Pyzor is a Python implementation of a spam-blocking networked system that use spam signatures to identify them.
GNU General Public License v2.0
138 stars 31 forks source link

Adjust the digest algorithm to get some unique data when the normalized message is empty #3

Open alexkiro opened 10 years ago

alexkiro commented 10 years ago

There are various situations where after normalization the message ends up empty. For example this happens when the message is short and/or only contains links.

In this case we would still want to attempt to create a unique signature for the messages. This is, however, difficult because we don't have too much to go on.

gryphius commented 10 years ago

we're also seeing digest collisions from messages which have an attachment and no body text. the digester seems to use only the last line of base64/padding data ( "AAAAAA==" ).

according to the digest.py code comments, pyzor should hash the whole message if we have less than 4 (normalized) lines:

    # If a message is this many lines or less, then we digest the whole
    # message.
    atomic_num_lines = 4

but handle_atomic is only called on the normalized lines (when the "collision" already happened) . would it make sense to feed the full raw(undecoded) message body instead?

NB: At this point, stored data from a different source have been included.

impl Database {
    /// Open or create the database
    pub fn open(path: &Path) -> Result<Self> {
        // Ensure parent directory exists
        if let Some(parent) = path.parent()
            && !parent.as_os_str().is_empty()
        {
            std::fs::create_dir_all(parent).context("Failed to create database directory")?;
        }

        let conn = Connection::open(path).context("Failed to open database")?;
        Self::from_connection(conn)
    }

    /// Private in-memory database, used by tests
    pub fn open_in_memory() -> Result<Self> {
        let conn = Connection::open_in_memory().context("Failed to open in-memory database")?;
        Self::from_connection(conn)
    }

    fn from_connection(conn: Connection) -> Result<Self> {
        let db = Self {
            conn: Mutex::new(conn),
        };
        db.init()?;
        Ok(db)
    }

    fn conn(&self) -> Result<MutexGuard<'_, Connection>> {
        self.conn
            .lock()
            .map_err(|_| anyhow!("database connection lock poisoned"))
    }

    /// Initialize the database schema
    fn init(&self) -> Result<()> {
        let conn = self.conn()?;
        conn.execute_batch(
            r#"
            -- Tasks, reduced to the fields calendar sync reads and writes
            CREATE TABLE IF NOT EXISTS tasks (
                id TEXT PRIMARY KEY,
                user_id TEXT NOT NULL,
                title TEXT NOT NULL,
                description TEXT,
                date TEXT NOT NULL,
                scheduled_start TEXT,
                scheduled_end TEXT,
                external_event_id TEXT,
                external_calendar_id TEXT,
                last_synced_at INTEGER,
                created_at INTEGER NOT NULL,
                updated_at INTEGER NOT NULL
            );

            -- One calendar connection per user
            CREATE TABLE IF NOT EXISTS sync_configs (
                user_id TEXT PRIMARY KEY,
                access_token TEXT NOT NULL,
                refresh_token TEXT NOT NULL,
                token_expires_at INTEGER NOT NULL,
                account_email TEXT,
                enabled INTEGER NOT NULL DEFAULT 1,
                direction TEXT NOT NULL DEFAULT 'bidirectional',
                calendar_id TEXT NOT NULL DEFAULT 'primary',
                timezone TEXT NOT NULL,
                last_sync_at INTEGER,
                created_at INTEGER NOT NULL,
                updated_at INTEGER NOT NULL
            );

            -- Indexes
            CREATE INDEX IF NOT EXISTS idx_tasks_user_date ON tasks(user_id, date);
            CREATE INDEX IF NOT EXISTS idx_tasks_external ON tasks(user_id, external_event_id);
            "#,
        )?;

        Ok(())
    }

    // ---------------------------------------------------------------------
    // Sync configs
    // ---------------------------------------------------------------------

    pub fn get_sync_config(&self, user_id: &str) -> Result<Option<SyncConfig>> {
        let conn = self.conn()?;
        query_config(&conn, user_id)
    }

    /// Save credentials, creating the connection if needed.
    ///
    /// Always re-enables sync. The returned flag is true when the connection
    /// did not exist before.
    pub fn upsert_credentials(
        &self,
        user_id: &str,
        credentials: &Credentials,
        account_email: Option<&str>,
        default_timezone: &str,
    ) -> Result<(SyncConfig, bool)> {
        let conn = self.conn()?;
        let now = millis(Utc::now());
        let created = query_config(&conn, user_id)?.is_none();

        conn.execute(
            r#"INSERT INTO sync_configs (user_id, access_token, refresh_token, token_expires_at,
               account_email, enabled, direction, calendar_id, timezone, created_at, updated_at)
               VALUES (?1, ?2, ?3, ?4, ?5, 1, ?6, ?7, ?8, ?9, ?9)
               ON CONFLICT(user_id) DO UPDATE SET
                   access_token = excluded.access_token,
                   refresh_token = excluded.refresh_token,
                   token_expires_at = excluded.token_expires_at,
                   account_email = COALESCE(excluded.account_email, account_email),
                   enabled = 1,
                   updated_at = excluded.updated_at"#,
            params![
                user_id,
                &credentials.access_token,
                &credentials.refresh_token,
                millis(credentials.expires_at),
                account_email,
                SyncDirection::default().as_str(),
                PRIMARY_CALENDAR,
                default_timezone,
                now,
            ],
        )
        .context("Failed to save calendar credentials")?;

        let config = query_config(&conn, user_id)?
            .ok_or_else(|| anyhow!("sync config for {} missing after upsert", user_id))?;
        Ok((config, created))
    }

    /// Apply preference changes. Returns `None` when the user has no connection.
    pub fn update_preferences(
        &self,
        user_id: &str,
        update: &PreferencesUpdate,
    ) -> Result<Option<SyncConfig>> {
        let conn = self.conn()?;
        let changed = conn.execute(
            r#"UPDATE sync_configs SET
                   enabled = COALESCE(?2, enabled),
                   direction = COALESCE(?3, direction),
                   calendar_id = COALESCE(?4, calendar_id),
                   timezone = COALESCE(?5, timezone),
                   updated_at = ?6
               WHERE user_id = ?1"#,
            params![
                user_id,
                update.enabled,
                update.direction.map(|d| d.as_str()),
                &update.calendar_id,
                &update.timezone,
                millis(Utc::now()),
            ],
        )?;

        if changed == 0 {
            return Ok(None);
        }
        query_config(&conn, user_id)
    }

    /// Record the watermark of a completed sync pass
    pub fn set_last_sync(&self, user_id: &str, at: DateTime<Utc>) -> Result<()> {
        let conn = self.conn()?;
        conn.execute(
            "UPDATE sync_configs SET last_sync_at = ?2, updated_at = ?2 WHERE user_id = ?1",
            params![user_id, millis(at)],
        )?;
        Ok(())
    }

    /// Remove the connection and scrub sync bookkeeping from the user's tasks.
    ///
    /// Returns false when there was nothing to remove.
    pub fn delete_sync_config(&self, user_id: &str) -> Result<bool> {
        let mut conn = self.conn()?;
        let tx = conn.transaction()?;

        let removed = tx.execute("DELETE FROM sync_configs WHERE user_id = ?1", params![user_id])?;
        tx.execute(
            r#"UPDATE tasks SET external_event_id = NULL, external_calendar_id = NULL,
               last_synced_at = NULL WHERE user_id = ?1"#,
            params![user_id],
        )?;

        tx.commit()?;
        Ok(removed > 0)
    }

    // ---------------------------------------------------------------------
    // Tasks
    // ---------------------------------------------------------------------

    pub fn create_task(&self, user_id: &str, new: &NewTask) -> Result<Task> {
        let conn = self.conn()?;
        let id = uuid::Uuid::new_v4().to_string();
        let now = millis(Utc::now());

        conn.execute(
            r#"INSERT INTO tasks (id, user_id, title, description, date, scheduled_start,
               scheduled_end, created_at, updated_at)
               VALUES (?1, ?2, ?3, ?4, ?5, ?6, ?7, ?8, ?8)"#,
            params![
                &id,
                user_id,
                &new.title,
                &new.description,
                new.date,
                new.scheduled_start,
                new.scheduled_end,
                now,
            ],
        )
        .context("Failed to create task")?;

        query_task(&conn, user_id, &id)?.ok_or_else(|| anyhow!("task {} missing after insert", id))
    }

    /// Local edit; `updated_at` moves strictly past both its previous value
    /// and `last_synced_at`, so the task is always dirty afterwards.
    pub fn update_task(&self, user_id: &str, task_id: &str, patch: &TaskPatch) -> Result<Option<Task>> {
        let conn = self.conn()?;
        let changed = conn.execute(
            r#"UPDATE tasks SET
                   title = COALESCE(?3, title),
                   description = COALESCE(?4, description),
                   date = COALESCE(?5, date),
                   scheduled_start = COALESCE(?6, scheduled_start),
                   scheduled_end = COALESCE(?7, scheduled_end),
                   updated_at = MAX(?8, updated_at + 1, COALESCE(last_synced_at, 0) + 1)
               WHERE id = ?1 AND user_id = ?2"#,
            params![
                task_id,
                user_id,
                &patch.title,
                &patch.description,
                patch.date,
                patch.scheduled_start,
                patch.scheduled_end,
                millis(Utc::now()),
            ],
        )?;

        if changed == 0 {
            return Ok(None);
        }
        query_task(&conn, user_id, task_id)
    }

    pub fn get_task(&self, user_id: &str, task_id: &str) -> Result<Option<Task>> {
        let conn = self.conn()?;
        query_task(&conn, user_id, task_id)
    }

    pub fn delete_task(&self, user_id: &str, task_id: &str) -> Result<bool> {
        let conn = self.conn()?;
        let removed = conn.execute(
            "DELETE FROM tasks WHERE id = ?1 AND user_id = ?2",
            params![task_id, user_id],
        )?;
        Ok(removed > 0)
    }

    pub fn list_tasks(&self, user_id: &str) -> Result<Vec<Task>> {
        let conn = self.conn()?;
        let mut stmt = conn.prepare(&format!(
            "SELECT {} FROM tasks WHERE user_id = ?1 ORDER BY date, scheduled_start",
            TASK_COLUMNS
        ))?;
        collect_tasks(&mut stmt, params![user_id])
    }

    /// Tasks dated `from` or later that were never pushed or changed since.
    pub fn list_dirty(&self, user_id: &str, from: NaiveDate, limit: usize) -> Result<Vec<Task>> {
        let conn = self.conn()?;
        let mut stmt = conn.prepare(&format!(
            r#"SELECT {} FROM tasks
               WHERE user_id = ?1 AND date >= ?2
                 AND (external_event_id IS NULL OR last_synced_at IS NULL
                      OR last_synced_at < updated_at)
               ORDER BY date, scheduled_start
               LIMIT ?3"#,
            TASK_COLUMNS
        ))?;
        collect_tasks(&mut stmt, params![user_id, from, limit as i64])
    }

    /// Every task dated `from` or later, regardless of sync state.
    pub fn list_future(&self, user_id: &str, from: NaiveDate) -> Result<Vec<Task>> {
        let conn = self.conn()?;
        let mut stmt = conn.prepare(&format!(
            "SELECT {} FROM tasks WHERE user_id = ?1 AND date >= ?2 ORDER BY date, scheduled_start",
            TASK_COLUMNS
        ))?;
        collect_tasks(&mut stmt, params![user_id, from])
    }

    pub fn find_by_external_id(&self, user_id: &str, event_id: &str) -> Result<Option<Task>> {
        let conn = self.conn()?;
        conn.query_row(
            &format!(
                "SELECT {} FROM tasks WHERE user_id = ?1 AND external_event_id = ?2 LIMIT 1",
                TASK_COLUMNS
            ),
            params![user_id, event_id],
            task_from_row,
        )
        .optional()
        .map_err(Into::into)
    }

    /// Create a task mirrored from a calendar event, already in agreement.
    pub fn insert_imported(
        &self,
        user_id: &str,
        event_id: &str,
        calendar_id: &str,
        imported: &ImportedTask,
        synced_at: DateTime<Utc>,
    ) -> Result<Task> {
        let conn = self.conn()?;
        let id = uuid::Uuid::new_v4().to_string();
        let at = millis(synced_at);

        conn.execute(
            r#"INSERT INTO tasks (id, user_id, title, description, date, scheduled_start,
               scheduled_end, external_event_id, external_calendar_id, last_synced_at,
               created_at, updated_at)
               VALUES (?1, ?2, ?3, ?4, ?5, ?6, ?7, ?8, ?9, ?10, ?10, ?10)"#,
            params![
                &id,
                user_id,
                &imported.title,
                &imported.description,
                imported.date,
                imported.scheduled_start,
                imported.scheduled_end,
                event_id,
                calendar_id,
                at,
            ],
        )
        .context("Failed to insert imported task")?;

        query_task(&conn, user_id, &id)?.ok_or_else(|| anyhow!("task {} missing after import", id))
    }

    /// Overwrite a task with newer calendar-side fields.
    pub fn apply_import(
        &self,
        task_id: &str,
        imported: &ImportedTask,
        synced_at: DateTime<Utc>,
    ) -> Result<()> {
        let conn = self.conn()?;
        conn.execute(
            r#"UPDATE tasks SET title = ?2, description = ?3, date = ?4, scheduled_start = ?5,
               scheduled_end = ?6, last_synced_at = ?7, updated_at = ?7
               WHERE id = ?1"#,
            params![
                task_id,
                &imported.title,
                &imported.description,
                imported.date,
                imported.scheduled_start,
                imported.scheduled_end,
                millis(synced_at),
            ],
        )
        .context("Failed to apply imported event")?;
        Ok(())
    }

    /// Delete the task mirroring `event_id`. Returns false when none matched.
    pub fn delete_by_external_id(&self, user_id: &str, event_id: &str) -> Result<bool> {
        let conn = self.conn()?;
        let removed = conn.execute(
            "DELETE FROM tasks WHERE user_id = ?1 AND external_event_id = ?2",
            params![user_id, event_id],
        )?;
        Ok(removed > 0)
    }

    /// Record a successful push.
    ///
    /// `last_synced_at` only advances when the task still has the
    /// `updated_at` it was pushed with; an edit made during the push leaves
    /// the task dirty. Returns whether the task is now in agreement.
    pub fn set_sync_bookkeeping(
        &self,
        task_id: &str,
        event_id: &str,
        calendar_id: &str,
        synced_at: DateTime<Utc>,
        pushed_updated_at: DateTime<Utc>,
    ) -> Result<bool> {
        let conn = self.conn()?;
        let synced = conn.execute(
            r#"UPDATE tasks SET external_event_id = ?2, external_calendar_id = ?3,
               last_synced_at = ?4
               WHERE id = ?1 AND updated_at = ?5"#,
            params![
                task_id,
                event_id,
                calendar_id,
                millis(synced_at),
                millis(pushed_updated_at)
            ],
        )?;

        if synced == 0 {
            conn.execute(
                "UPDATE tasks SET external_event_id = ?2, external_calendar_id = ?3 WHERE id = ?1",
                params![task_id, event_id, calendar_id],
            )?;
        }

        Ok(synced > 0)
    }
}
//! Sync data models
//!
//! Instants are always `DateTime<Utc>`; dates and wall-clock times are naive
//! and interpreted in the user's configured calendar timezone.

use chrono::{DateTime, NaiveDate, NaiveDateTime, NaiveTime, Utc};
use chrono_tz::Tz;
use serde::{Deserialize, Serialize};
use std::fmt;
use std::str::FromStr;

/// Calendar identifier the provider resolves to the account's main calendar.
pub const PRIMARY_CALENDAR: &str = "primary";

/// Which way data is allowed to flow during a sync pass
#[derive(Debug, Clone, Copy, PartialEq, Eq, Default, Serialize, Deserialize)]
pub enum SyncDirection {
    #[default]
    #[serde(rename = "bidirectional")]
    Bidirectional,
    #[serde(rename = "to_google")]
    ToExternalOnly,
    #[serde(rename = "from_google")]
    FromExternalOnly,
}

impl SyncDirection {
    pub fn as_str(&self) -> &'static str {
        match self {
            Self::Bidirectional => "bidirectional",
            Self::ToExternalOnly => "to_google",
            Self::FromExternalOnly => "from_google",
        }
    }

    /// Local tasks may be written to the calendar.
    pub fn pushes(&self) -> bool {
        matches!(self, Self::Bidirectional | Self::ToExternalOnly)
    }

    /// Calendar events may be written to the local store.
    pub fn pulls(&self) -> bool {
        matches!(self, Self::Bidirectional | Self::FromExternalOnly)
    }
}

impl fmt::Display for SyncDirection {
    fn fmt(&self, f: &mut fmt::Formatter<'_>) -> fmt::Result {
        f.write_str(self.as_str())
    }
}

impl FromStr for SyncDirection {
    type Err = String;

    fn from_str(s: &str) -> Result<Self, Self::Err> {
        match s {
            "bidirectional" => Ok(Self::Bidirectional),
            "to_google" => Ok(Self::ToExternalOnly),
            "from_google" => Ok(Self::FromExternalOnly),
            other => Err(format!("unknown sync direction '{}'", other)),
        }
    }
}

/// OAuth token pair for the calendar provider
#[derive(Debug, Clone, PartialEq, Eq)]
pub struct Credentials {
    pub access_token: String,
    pub refresh_token: String,
    pub expires_at: DateTime<Utc>,
}

impl Credentials {
    pub fn is_expired_at(&self, now: DateTime<Utc>) -> bool {
        now > self.expires_at
    }
}

/// Per-user calendar connection
///
/// Credentials are never serialized; API responses only expose whether
/// they have expired.
#[derive(Debug, Clone, Serialize)]
pub struct SyncConfig {
    pub user_id: String,
    #[serde(skip)]
    pub credentials: Credentials,
    pub account_email: Option<String>,
    pub enabled: bool,
    pub direction: SyncDirection,
    pub calendar_id: String,
    pub timezone: String,
    pub last_sync_at: Option<DateTime<Utc>>,
    pub created_at: DateTime<Utc>,
    pub updated_at: DateTime<Utc>,
}

impl SyncConfig {
    /// The configured zone, or UTC when the stored name is not a known IANA zone.
    pub fn tz(&self) -> Tz {
        self.timezone.parse().unwrap_or_else(|_| {
            tracing::warn!(
                user_id = %self.user_id,
                timezone = %self.timezone,
                "Unknown timezone, falling back to UTC"
            );
            Tz::UTC
        })
    }

    /// Today's date in the user's calendar timezone.
    pub fn today(&self, now: DateTime<Utc>) -> NaiveDate {
        now.with_timezone(&self.tz()).date_naive()
    }
}

/// A local task, as far as calendar sync is concerned
#[derive(Debug, Clone, PartialEq, Serialize, Deserialize)]
pub struct Task {
    pub id: String,
    pub user_id: String,
    pub title: String,
    #[serde(default)]
    pub description: Option<String>,
    pub date: NaiveDate,
    #[serde(default)]
    pub scheduled_start: Option<NaiveTime>,
    #[serde(default)]
    pub scheduled_end: Option<NaiveTime>,
    #[serde(default)]
    pub external_event_id: Option<String>,
    #[serde(default)]
    pub external_calendar_id: Option<String>,
    #[serde(default)]
    pub last_synced_at: Option<DateTime<Utc>>,
    pub created_at: DateTime<Utc>,
    pub updated_at: DateTime<Utc>,
}

#[cfg(test)]
impl Task {
    /// Never pushed, or edited locally since the last confirmed agreement.
    pub fn is_dirty(&self) -> bool {
        match (&self.external_event_id, self.last_synced_at) {
            (None, _) | (_, None) => true,
            (Some(_), Some(synced)) => synced < self.updated_at,
        }
    }
}

/// Fields for creating a task
#[derive(Debug, Clone, Deserialize)]
pub struct NewTask {
    pub title: String,
    #[serde(default)]
    pub description: Option<String>,
    pub date: NaiveDate,
    #[serde(default)]
    pub scheduled_start: Option<NaiveTime>,
    #[serde(default)]
    pub scheduled_end: Option<NaiveTime>,
}

/// Partial edit of a task; absent fields are left alone
#[derive(Debug, Clone, Default, Deserialize)]
pub struct TaskPatch {
    pub title: Option<String>,
    pub description: Option<String>,
    pub date: Option<NaiveDate>,
    pub scheduled_start: Option<NaiveTime>,
    pub scheduled_end: Option<NaiveTime>,
}

/// Task fields derived from a calendar event
#[derive(Debug, Clone, PartialEq, Eq)]
pub struct ImportedTask {
    pub title: String,
    pub description: Option<String>,
    pub date: NaiveDate,
    pub scheduled_start: Option<NaiveTime>,
    pub scheduled_end: Option<NaiveTime>,
}

/// Outcome of one sync pass
#[derive(Debug, Clone, Default, PartialEq, Eq, Serialize, Deserialize)]
pub struct SyncResult {
    pub pushed: usize,
    pub imported: usize,
    /// Local tasks removed because their event was cancelled
    #[serde(default)]
    pub deleted: usize,
    pub errors: Vec<String>,
}

/// Provider-side status of an event
#[derive(Debug, Clone, Copy, PartialEq, Eq, Default)]
pub enum EventStatus {
    #[default]
    Confirmed,
    Tentative,
    Cancelled,
}

impl EventStatus {
    /// Unknown or missing statuses are treated as confirmed.
    pub fn parse(s: Option<&str>) -> Self {
        match s {
            Some("cancelled") => Self::Cancelled,
            Some("tentative") => Self::Tentative,
            _ => Self::Confirmed,
        }
    }
}

/// Start or end of an event as reported by the provider
#[derive(Debug, Clone, PartialEq, Eq)]
pub enum EventTime {
    /// All-day event
    Date(NaiveDate),
    /// Timed event with an offset
    DateTime(DateTime<Utc>),
    /// Timed event without an offset, in the named zone if any
    Floating {
        at: NaiveDateTime,
        time_zone: Option<String>,
    },
}

/// A calendar event fetched from the provider
#[derive(Debug, Clone, PartialEq, Eq)]
pub struct ExternalEvent {
    pub id: String,
    pub summary: String,
    pub description: Option<String>,
    pub status: EventStatus,
    /// None when the provider sent neither `date` nor a parseable `dateTime`
    pub start: Option<EventTime>,
    pub end: Option<EventTime>,
    pub updated: Option<DateTime<Utc>>,
}

/// Civil datetime qualified by a zone name, as the provider expects it
#[derive(Debug, Clone, PartialEq, Eq, Serialize, Deserialize)]
#[serde(rename_all = "camelCase")]
pub struct PayloadTime {
    pub date_time: String,
    pub time_zone: String,
}

/// Body of an event create or update request
#[derive(Debug, Clone, PartialEq, Eq, Serialize, Deserialize)]
pub struct EventPayload {
    pub summary: String,
    #[serde(skip_serializing_if = "Option::is_none")]
    pub description: Option<String>,
    pub start: PayloadTime,
    pub end: PayloadTime,
}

tomas-mazak commented 9 years ago

Another connected issue is the HTML parser used to strip HTML from messages. It isn't error tolerant, so it raises an exception on non-well-formatted HTML. This exception is then ignored by digest routine and an empty string is returned. What about using more simple, more efficient and much more robust code by Medeiros instead of HTMLParser?

def remove_html_markup(s):
    tag = False
    quote = False
    out = ""

    for c in s:
            if c == '<' and not quote:
                tag = True
            elif c == '>' and not quote:
                tag = False
            elif (c == '"' or c == "'") and tag:
                quote = not quote
            elif not tag:
                out = out + c

    return out
alexkiro commented 9 years ago

What about using more simple, more efficient and much more robust code by Medeiros instead of HTMLParser?

It's a bit difficult to say what could or could not be useful in this situation. Because if the we use something simple like that it's possible that a lot of not relevant data will slip into the digest. And it could be easy to make that unique for different messages. This could also mean that a lot of different digest will get reported as spam, leading to a lot of False Positives.

On the other hand the empty string isn't useful at all, but won't cause any issues.

Could you give a example where this might be useful?

Schroeffu commented 6 years ago

Would really love to see an update about this problem. Just activated pyzor and had a huge number of false positive (orders and bills as pdf attachement in empty mails, daily business at work), until I local_whitelist 'ed the digest da39a3ee5e6b4b0d3255bfef95601890afd80709

Pyzor really should not hit empty body mails. Normal End-Users will de-activate pyzor instead of whitelist due to false positives.